- [Task instructions] Please copy every line of the data in which the string "used" appears.
BEGIN
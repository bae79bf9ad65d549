//! Resource capacity arithmetic.

use serde::{Deserialize, Serialize};

/// Amounts of the four consumable node resources plus a public IPv4 count.
///
/// CRU is compute units, MRU memory bytes, SRU fast (SSD) storage bytes and
/// HRU bulk (HDD) storage bytes. The IPv4 count rides along for statistics
/// reports but takes no part in the arithmetic below: public IP usage is
/// tracked on the node and against the farm budget instead.
#[derive(Debug, Clone, Copy, Default, PartialEq, Eq, Hash, Serialize, Deserialize)]
pub struct Capacity {
    #[serde(rename = "CRU", default)]
    pub cru: u64,

    #[serde(rename = "MRU", default)]
    pub mru: u64,

    #[serde(rename = "SRU", default)]
    pub sru: u64,

    #[serde(rename = "HRU", default)]
    pub hru: u64,

    #[serde(rename = "ipv4", default)]
    pub ipv4: u64,
}

impl Capacity {
    pub const fn new(cru: u64, mru: u64, sru: u64, hru: u64) -> Self {
        Self {
            cru,
            mru,
            sru,
            hru,
            ipv4: 0,
        }
    }

    /// True when all four resource dimensions are zero.
    pub fn is_empty(&self) -> bool {
        self.cru == 0 && self.mru == 0 && self.sru == 0 && self.hru == 0
    }

    pub fn add(&mut self, other: &Capacity) {
        self.cru = self.cru.saturating_add(other.cru);
        self.mru = self.mru.saturating_add(other.mru);
        self.sru = self.sru.saturating_add(other.sru);
        self.hru = self.hru.saturating_add(other.hru);
    }

    /// `self - other`, each dimension saturating at zero.
    pub fn subtract(&self, other: &Capacity) -> Capacity {
        Capacity::new(
            self.cru.saturating_sub(other.cru),
            self.mru.saturating_sub(other.mru),
            self.sru.saturating_sub(other.sru),
            self.hru.saturating_sub(other.hru),
        )
    }

    /// `self - other`, or `None` if any dimension would underflow.
    pub fn checked_subtract(&self, other: &Capacity) -> Option<Capacity> {
        Some(Capacity::new(
            self.cru.checked_sub(other.cru)?,
            self.mru.checked_sub(other.mru)?,
            self.sru.checked_sub(other.sru)?,
            self.hru.checked_sub(other.hru)?,
        ))
    }

    /// True when every dimension of `self` fits inside `available`.
    pub fn fits_within(&self, available: &Capacity) -> bool {
        self.cru <= available.cru
            && self.mru <= available.mru
            && self.sru <= available.sru
            && self.hru <= available.hru
    }

    /// Sum of the four resource dimensions, used for farm-wide usage ratios.
    pub fn sum(&self) -> u64 {
        self.cru
            .saturating_add(self.mru)
            .saturating_add(self.sru)
            .saturating_add(self.hru)
    }
}

/// Total and used capacity of a node plus its compute over-provisioning.
#[derive(Debug, Clone, PartialEq, Serialize, Deserialize)]
pub struct ConsumableResources {
    /// How far compute may be oversold, in [1, 4].
    #[serde(
        rename = "overProvisionCPU",
        alias = "OverProvisionCPU",
        default = "default_over_provision"
    )]
    pub over_provision_cpu: f64,

    pub total: Capacity,

    #[serde(default)]
    pub used: Capacity,
}

fn default_over_provision() -> f64 {
    1.0
}

impl Default for ConsumableResources {
    fn default() -> Self {
        Self {
            over_provision_cpu: default_over_provision(),
            total: Capacity::default(),
            used: Capacity::default(),
        }
    }
}

impl ConsumableResources {
    pub fn new(total: Capacity) -> Self {
        Self {
            total,
            ..Default::default()
        }
    }

    /// Total capacity with compute scaled by the over-provision factor.
    pub fn effective_total(&self) -> Capacity {
        let mut total = self.total;
        total.cru = (total.cru as f64 * self.over_provision_cpu).ceil() as u64;
        total
    }

    /// Capacity still claimable.
    pub fn free(&self) -> Capacity {
        self.effective_total().subtract(&self.used)
    }
}

/// A statistics report from a node agent.
#[derive(Debug, Clone, Copy, Default, PartialEq, Eq, Serialize, Deserialize)]
pub struct NodeStatistics {
    pub total: Capacity,
    pub used: Capacity,
}

#[cfg(test)]
mod tests {
    use super::*;

    #[test]
    fn test_is_empty_ignores_ipv4() {
        let mut cap = Capacity::default();
        assert!(cap.is_empty());
        cap.ipv4 = 3;
        assert!(cap.is_empty());
        cap.hru = 1;
        assert!(!cap.is_empty());
    }

    #[test]
    fn test_add_and_subtract() {
        let mut cap = Capacity::new(1, 2, 3, 4);
        cap.add(&Capacity::new(1, 1, 1, 1));
        assert_eq!(cap, Capacity::new(2, 3, 4, 5));
        assert_eq!(cap.subtract(&Capacity::new(2, 3, 4, 5)), Capacity::default());
    }

    #[test]
    fn test_subtract_saturates() {
        let cap = Capacity::new(1, 1, 1, 1);
        let result = cap.subtract(&Capacity::new(2, 0, 5, 1));
        assert_eq!(result, Capacity::new(0, 1, 0, 0));
        assert_eq!(cap.checked_subtract(&Capacity::new(2, 0, 0, 0)), None);
        assert_eq!(
            cap.checked_subtract(&Capacity::new(1, 0, 0, 0)),
            Some(Capacity::new(0, 1, 1, 1))
        );
    }

    #[test]
    fn test_effective_total_rounds_compute_up() {
        let mut resources = ConsumableResources::new(Capacity::new(3, 8, 8, 8));
        resources.over_provision_cpu = 1.5;
        // ceil(3 * 1.5) = 5
        assert_eq!(resources.effective_total().cru, 5);
        assert_eq!(resources.effective_total().mru, 8);
    }

    #[test]
    fn test_json_field_names() {
        let json = serde_json::json!({"CRU": 4, "MRU": 8, "SRU": 16, "HRU": 32, "ipv4": 1});
        let cap: Capacity = serde_json::from_value(json).unwrap();
        assert_eq!(cap.cru, 4);
        assert_eq!(cap.hru, 32);
        assert_eq!(cap.ipv4, 1);
    }

    #[test]
    fn test_missing_over_provision_defaults_to_one() {
        let json = serde_json::json!({"total": {"CRU": 1, "MRU": 1, "SRU": 1, "HRU": 1}});
        let resources: ConsumableResources = serde_json::from_value(json).unwrap();
        assert_eq!(resources.over_provision_cpu, 1.0);
        assert!(resources.used.is_empty());
    }
}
END
- [Output of the task]
    /// Sum of the four resource dimensions, used for farm-wide usage ratios.
/// Total and used capacity of a node plus its compute over-provisioning.
    pub used: Capacity,
            used: Capacity::default(),
        self.effective_total().subtract(&self.used)
    pub used: Capacity,
        assert!(resources.used.is_empty());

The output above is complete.